Your goal: Copy each line in the data below that contains the word "filename".

Stored records:
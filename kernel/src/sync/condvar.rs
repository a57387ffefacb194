//! Condition variable: always used together with a [`crate::mutex::MutexCb`],
//! exactly like `pthread_cond_t`. `wait` atomically (with respect to other
//! kernel operations) releases the mutex and blocks, then reacquires the
//! mutex before returning — regardless of whether it woke by signal,
//! timeout, or the object being reset.
use crate::clock::{Tick, IMMEDIATE};
use crate::error::{Error, Event};
use crate::mutex::MutexCb;
use crate::system;
use crate::wait::{self, WaitQueue};

pub struct CondVar {
    waiters: WaitQueue,
}

impl CondVar {
    pub const fn new() -> Self {
        Self {
            waiters: WaitQueue::new(),
        }
    }

    /// Release `mtx`, block for at most `delay` ticks, then reacquire `mtx`
    /// before returning (even on timeout or error). A condvar has no
    /// already-true condition to poll — it only ever wakes on a `signal`/
    /// `broadcast` that happens while blocked — so `delay == IMMEDIATE`
    /// always times out without actually registering a wait.
    pub fn wait(&'static self, mtx: &'static MutexCb, delay: Tick) -> Result<(), Error> {
        crate::mutex::unlock(mtx)?;

        let event = if delay == IMMEDIATE {
            Event::Timeout
        } else {
            let me = crate::klock::with_lock(system::current);
            wait::wait_for(me, Some(&self.waiters), delay)
        };

        crate::mutex::lock(mtx, crate::clock::INFINITE)?;
        event.into_result()
    }

    pub fn signal(&'static self) {
        crate::klock::with_lock(|cpu| {
            wait::wakeup_one(cpu, &self.waiters, crate::error::Event::Success);
        });
    }

    pub fn broadcast(&'static self) {
        crate::klock::with_lock(|cpu| {
            wait::wakeup_all(cpu, &self.waiters, crate::error::Event::Success);
        });
    }

    /// Reset: wake every current waiter with [`Error::Stopped`] (it still
    /// reacquires `mtx` before returning, exactly like a signaled wakeup).
    pub fn reset(&'static self) {
        crate::klock::with_lock(|cpu| {
            wait::wakeup_all(cpu, &self.waiters, crate::error::Event::Stopped);
        });
    }

    /// Destroy: wake every current waiter with [`Error::Deleted`].
    pub fn destroy(&'static self) {
        crate::klock::with_lock(|cpu| {
            wait::wakeup_all(cpu, &self.waiters, crate::error::Event::Deleted);
        });
    }
}

#[cfg(test)]
mod tests {
    use super::*;
    use crate::mutex::{self, Protocol};
    use crate::task::TaskCb;

    fn noop(_arg: usize) {}

    fn as_current(task: &'static TaskCb) {
        crate::klock::with_lock(|cpu| system::set_current(cpu, task));
    }

    static CV: CondVar = CondVar::new();
    static M: MutexCb = MutexCb::new("condvar-mtx", Protocol::None, false, false);
    static TASK_CV: TaskCb = TaskCb::new("condvar-task", 5, noop, 0);

    #[test]
    fn immediate_wait_times_out_and_still_reacquires_the_mutex() {
        let _g = crate::test_support::setup();
        as_current(&TASK_CV);
        mutex::lock(&M, IMMEDIATE).unwrap();
        assert_eq!(CV.wait(&M, IMMEDIATE), Err(Error::Timeout));
        // The mutex is held again by the caller, exactly as on a real wake.
        assert_eq!(mutex::unlock(&M), Ok(()));
    }
}
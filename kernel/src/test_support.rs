//! Test-only scaffolding shared by unit tests across this crate: a `Port`
//! that does nothing but count lock nesting, and a process-wide mutex that
//! serializes tests touching the kernel singleton (`system::boot` runs once;
//! every test after that shares the same `IDLE` ring and tick counter).
#![cfg(test)]
use std::sync::atomic::{AtomicU32, Ordering};
use std::sync::Mutex;

use crate::clock::Tick;
use crate::port::Port;

struct NoopPort {
    depth: AtomicU32,
}

impl Port for NoopPort {
    fn set_lock(&self) {
        self.depth.fetch_add(1, Ordering::SeqCst);
    }

    fn clr_lock(&self) {
        self.depth.fetch_sub(1, Ordering::SeqCst);
    }

    fn is_locked(&self) -> bool {
        self.depth.load(Ordering::SeqCst) > 0
    }

    // Unit tests never run more than one task's code at a time, so there is
    // nothing for a switch to actually do here.
    fn ctx_switch(&self) {}
    fn ctx_switch_now(&self) {}

    fn tmr_start(&self, _deadline: Tick) {}
    fn tmr_stop(&self) {}
    fn tmr_force(&self) {}
    fn wfi(&self) {}
}

static PORT: NoopPort = NoopPort {
    depth: AtomicU32::new(0),
};
static TEST_LOCK: Mutex<()> = Mutex::new(());

/// Call at the top of every test that touches kernel state. Installs the
/// no-op port and boots the kernel singleton (both idempotent), then holds
/// a process-wide lock for the rest of the test so unrelated tests can't
/// interleave on the shared `IDLE` ring / tick counter / wait queues.
#[must_use]
pub fn setup() -> std::sync::MutexGuard<'static, ()> {
    let _ = env_logger::try_init();
    let guard = TEST_LOCK.lock().unwrap_or_else(|poisoned| poisoned.into_inner());
    // Safety: serialized by `TEST_LOCK`, and always installs the same port.
    unsafe {
        crate::port::set_port(&PORT);
    }
    log::trace!("test harness: booting kernel singleton");
    crate::system::boot();
    guard
}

Response for this exercise:
filename kernel/src/sync/condvar.rs
filename kernel/src/test_support.rs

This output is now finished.